El kimono blanco de Aiko

El viento susurraba entre los pinos cuando Aiko deslizó sus pies descalzos sobre las tablas pulidas del engawa. La seda inmaculada de su kimono blanco acariciaba su piel con una suavidad embriagadora, despertando una extraña sensación de anticipación. La luz tenue del amanecer se reflejaba en la tela, iluminando su figura con un resplandor etéreo. Aquel kimono no era solo un testimonio de tradición; era una invitación al deseo, un lienzo sobre el cual su piel ardía en secreto.

Aiko dejó que la brisa nocturna se filtrara a través de la tela, un susurro frío que contrastaba con el calor que crecía en su interior. Recordó las palabras de su abuela sobre el kimono blanco: un símbolo de pureza, sí, pero también de transformación. Y ella sentía que algo en su interior estaba mutando, algo profundo, primitivo, incontrolable.

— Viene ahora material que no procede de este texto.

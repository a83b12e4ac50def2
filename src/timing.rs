use chrono::{Datelike, Duration, NaiveDate, NaiveDateTime, Timelike};

use crate::models::{ShutdownTime, Weekdays};

/// When the OS task should fire so the countdown ends at the requested time.
#[derive(Debug, Clone, PartialEq, Eq)]
pub struct TriggerPlan {
    pub time: ShutdownTime,
    pub weekdays: Weekdays,
    /// True when the lead pushed the trigger onto the previous day.
    pub previous_day: bool,
}

/// `time - lead`, wrapping past midnight.
///
/// The subtraction runs on a full date-time so the clock wraps on its own;
/// hour and minute are read back afterwards.
pub fn trigger_time(time: ShutdownTime, lead: Duration) -> (ShutdownTime, bool) {
    let Some(day) = NaiveDate::from_ymd_opt(2000, 1, 2) else {
        return (time, false);
    };
    let anchor = day.and_time(time.as_naive_time());
    let Some(fired) = anchor.checked_sub_signed(lead) else {
        return (time, false);
    };

    let shifted = ShutdownTime::new(fired.hour(), fired.minute()).unwrap_or(time);
    (shifted, fired.date() < anchor.date())
}

pub fn plan_trigger(weekdays: &Weekdays, time: ShutdownTime, lead: Duration) -> TriggerPlan {
    let (trigger, previous_day) = trigger_time(time, lead);
    let weekdays = if previous_day {
        weekdays.shifted_back()
    } else {
        weekdays.clone()
    };

    TriggerPlan {
        time: trigger,
        weekdays,
        previous_day,
    }
}

/// Next instant at or after `now` whose clock reads `time`.
pub fn next_occurrence(now: NaiveDateTime, time: ShutdownTime) -> NaiveDateTime {
    let today = now.date().and_time(time.as_naive_time());
    if today >= now {
        today
    } else {
        today + Duration::days(1)
    }
}

/// Seconds left until shutdown when the next occurrence already falls inside
/// the warning window on a selected weekday; `None` means schedule normally.
pub fn immediate_countdown(
    now: NaiveDateTime,
    weekdays: &Weekdays,
    time: ShutdownTime,
    window: Duration,
) -> Option<u64> {
    let now = now.with_nanosecond(0).unwrap_or(now);
    let target = next_occurrence(now, time);
    let remaining = target - now;

    let weekday = target.weekday().number_from_monday() as u8;
    if remaining <= window && weekdays.contains(weekday) {
        u64::try_from(remaining.num_seconds()).ok()
    } else {
        None
    }
}

#[cfg(test)]
mod tests {
    use super::*;

    fn t(raw: &str) -> ShutdownTime {
        raw.parse().unwrap()
    }

    fn at(raw: &str) -> NaiveDateTime {
        // 2026-01-12 is a Monday
        NaiveDateTime::parse_from_str(&format!("2026-01-12 {raw}:00"), "%Y-%m-%d %H:%M:%S").unwrap()
    }

    fn all_days() -> Weekdays {
        Weekdays::new(1..=7).unwrap()
    }

    #[test]
    fn fifteen_minute_lead_wraps_midnight() {
        let lead = Duration::minutes(15);
        let cases = [
            ("23:00", "22:45", false),
            ("00:10", "23:55", true),
            ("14:30", "14:15", false),
            ("12:00", "11:45", false),
            ("00:00", "23:45", true),
            ("00:15", "00:00", false),
        ];
        for (requested, expected, wrapped) in cases {
            let (trigger, previous_day) = trigger_time(t(requested), lead);
            assert_eq!(trigger.to_string(), expected, "requested {requested}");
            assert_eq!(previous_day, wrapped, "requested {requested}");
        }
    }

    #[test]
    fn offset_is_modular_for_every_minute_of_the_day() {
        let lead = Duration::minutes(15);
        for total in 0..(24 * 60) {
            let time = ShutdownTime::new(total / 60, total % 60).unwrap();
            let expected = (total + 24 * 60 - 15) % (24 * 60);
            let (trigger, _) = trigger_time(time, lead);
            assert_eq!(trigger.hour() * 60 + trigger.minute(), expected);
        }
    }

    #[test]
    fn wrapped_plan_moves_weekdays_back() {
        let weekdays = Weekdays::new([1, 3]).unwrap();
        let plan = plan_trigger(&weekdays, t("00:10"), Duration::minutes(15));
        assert!(plan.previous_day);
        assert_eq!(plan.weekdays.day_tokens(), "WED SUN");

        let plan = plan_trigger(&weekdays, t("09:00"), Duration::minutes(15));
        assert!(!plan.previous_day);
        assert_eq!(plan.weekdays, weekdays);
    }

    #[test]
    fn immediate_decision_matches_warning_window() {
        let window = Duration::seconds(900);
        let cases = [
            ("01:43", "01:50", true),
            ("01:43", "01:58", true),
            ("01:43", "01:59", false),
            ("01:43", "02:00", false),
            ("23:50", "23:55", true),
            ("23:50", "00:04", true),
            ("23:50", "00:06", false),
        ];
        for (now, target, immediate) in cases {
            let decision = immediate_countdown(at(now), &all_days(), t(target), window);
            assert_eq!(decision.is_some(), immediate, "now {now}, target {target}");
        }
    }

    #[test]
    fn immediate_countdown_reports_seconds_left() {
        let window = Duration::seconds(900);
        assert_eq!(
            immediate_countdown(at("01:43"), &all_days(), t("01:50"), window),
            Some(7 * 60)
        );
        assert_eq!(
            immediate_countdown(at("23:50"), &all_days(), t("00:04"), window),
            Some(14 * 60)
        );
        assert_eq!(
            immediate_countdown(at("12:00"), &all_days(), t("12:00"), window),
            Some(0)
        );
    }

    #[test]
    fn immediate_requires_selected_weekday_of_the_occurrence() {
        let window = Duration::seconds(900);
        // Monday 23:50 -> 00:04 lands on Tuesday
        let monday_only = Weekdays::new([1]).unwrap();
        let tuesday_only = Weekdays::new([2]).unwrap();
        assert_eq!(immediate_countdown(at("23:50"), &monday_only, t("00:04"), window), None);
        assert!(immediate_countdown(at("23:50"), &tuesday_only, t("00:04"), window).is_some());
    }

    #[test]
    fn next_occurrence_rolls_to_tomorrow_once_passed() {
        assert_eq!(next_occurrence(at("10:00"), t("09:00")), at("09:00") + Duration::days(1));
        assert_eq!(next_occurrence(at("08:00"), t("09:00")), at("09:00"));
    }
}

Sus dedos se deslizaron lentamente por el obi, sintiendo la presión de la seda alrededor de su cintura, como un abrazo invisible. El roce de la tela contra su piel le provocó un escalofrío placentero. Era un prisionero exquisito, una atadura que prometía y negaba a la vez. Cerró los ojos un instante, dejándose llevar por las sensaciones, por la oleada de calor que se deslizaba por su vientre, por la conciencia de su propia feminidad.

El kimono blanco tenía una historia ancestral. Se usaba en las bodas para simbolizar la entrega total de la mujer, la rendición de su antiguo yo a los brazos de su esposo. También se usaba en la muerte, cuando el cuerpo era envuelto en su pureza para el último viaje. Vida y muerte, placer y abandono, todo entretejido en una prenda que ocultaba tanto como revelaba.

Aiko abrió los ojos y se miró en el espejo. Sus labios estaban entreabiertos, sus mejillas ligeramente sonrojadas. La tela se adhería sutilmente a su piel, revelando la insinuación de sus formas bajo la seda translúcida. Sintió un estremecimiento recorrer su espalda, como si alguien la estuviera observando, como si una presencia invisible pudiera percibir la agitación en su interior.

El sonido lejano de una campana la hizo volver a la realidad. Inspiró profundamente, tratando de controlar la oleada de deseo que la embargaba. La tradición decía que el kimono blanco debía ser llevado con dignidad, con reverencia… pero en ese momento, la seda no era solo un símbolo de pureza, sino un recordatorio de su propia piel, de su carne palpitante bajo la tela.

Con un último vistazo al espejo, Aiko dio un paso adelante. Afuera, el viento seguía susurrando entre los pinos, como si le revelara los secretos de las mujeres que antes que ella habían vestido aquel kimono, aquellas que, como ella, habían sentido el fuego del deseo latir bajo la inmaculada blancura de la tradición.

El tatami crujió bajo sus pies mientras avanzaba por el pasillo en penumbras. Su respiración se volvía cada vez más entrecortada, sus pensamientos se enredaban en imágenes prohibidas, en caricias imaginarias que ardían en su piel. El kimono, que debía envolverla como una armadura, se sentía ahora como una promesa incumplida, como un obstáculo entre ella y la intensidad del placer que palpitaba en su interior.

Se detuvo junto a la puerta corredera de papel y deslizó lentamente los dedos por el borde, sintiendo la textura del shōji bajo sus yemas. Más allá, el jardín iluminado por la luna se extendía como un mar de sombras y reflejos. Su corazón latía con fuerza, su cuerpo respondía a una emoción que no podía nombrar, pero que sentía arder con la fuerza de una llama que había permanecido demasiado tiempo dormida.

Cerró los ojos y apoyó la frente contra la madera fría. Un suspiro escapó de sus labios entreabiertos. El deseo latía dentro de ella como una melodía antigua, como el eco de todas aquellas mujeres que antes que ella habían sentido lo mismo, que habían conocido la dulzura de la espera y la intensidad de la entrega.

El viento se filtró por la abertura de la puerta, levantando apenas el borde de su kimono. Su piel se erizó al contacto del aire nocturno, una caricia etérea que avivó aún más la llama en su interior. Sus manos temblaron sobre el obi, sus pensamientos danzaban al ritmo de su propia ansiedad. ¿Podía permitir que aquel deseo la consumiera? ¿Podía ceder al llamado de su propia piel?

La noche apenas comenzaba, y Aiko sabía que no había retorno. En algún lugar, la campana volvía a sonar, como un susurro que la invitaba a sumergirse en lo desconocido, a perderse en la profundidad de su propio anhelo.